### Input data:

//! Table sinks
//!
//! # Overview
//!
//! - `TableSink` / `RowWriter` - the streaming contract the engine writes
//!   through: open a table, push rows in production order, close to persist
//!   the manifest
//! - `Manifest` - column list plus the `[server, id]` primary key
//! - `CsvSink` - one headerless CSV + JSON manifest per table
//! - `MemorySink` - in-memory collector for tests
//!
//! Writers must not buffer more than a small bounded batch; the engine
//! hands rows over one at a time and relies on the sink to keep the
//! pipeline memory-bounded.

mod csv;
mod memory;

pub use self::csv::CsvSink;
pub use memory::{MemorySink, MemoryTable};

use crate::error::Result;
use crate::types::{LoadMode, OutputRow};
use serde::{Deserialize, Serialize};

/// Destination manifest persisted when a table closes
#[derive(Debug, Clone, PartialEq, Eq, Serialize, Deserialize)]
pub struct Manifest {
    /// Output columns, in file order
    pub columns: Vec<String>,
    /// Primary key columns
    pub primary_key: Vec<String>,
    /// Whether the load appends to prior data
    pub incremental: bool,
    /// CSV field delimiter
    pub delimiter: String,
    /// CSV quote character
    pub enclosure: String,
}

impl Manifest {
    /// Manifest for a table keyed on `[server, id]`
    pub fn new(columns: Vec<String>, mode: LoadMode) -> Self {
        Self {
            columns,
            primary_key: vec!["server".to_string(), "id".to_string()],
            incremental: mode.is_incremental(),
            delimiter: ",".to_string(),
            enclosure: "\"".to_string(),
        }
    }
}

/// Destination for extracted tables
pub trait TableSink {
    /// Open a table for writing in the given mode. `Full` replaces whatever
    /// the destination held for the table; `Incremental` appends.
    fn open(&self, table: &str, mode: LoadMode) -> Result<Box<dyn RowWriter>>;
}

/// Writer for one open table
pub trait RowWriter {
    /// Write one row. Rows arrive in production order.
    fn write(&mut self, row: &OutputRow) -> Result<()>;

    /// Flush, persist the manifest and return it
    fn close(self: Box<Self>) -> Result<Manifest>;
}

### Assigned task:
Filter the records above down to the lines that hold the string "OutputRow".

### Solved problem:
use crate::types::{LoadMode, OutputRow};
    fn write(&mut self, row: &OutputRow) -> Result<()>;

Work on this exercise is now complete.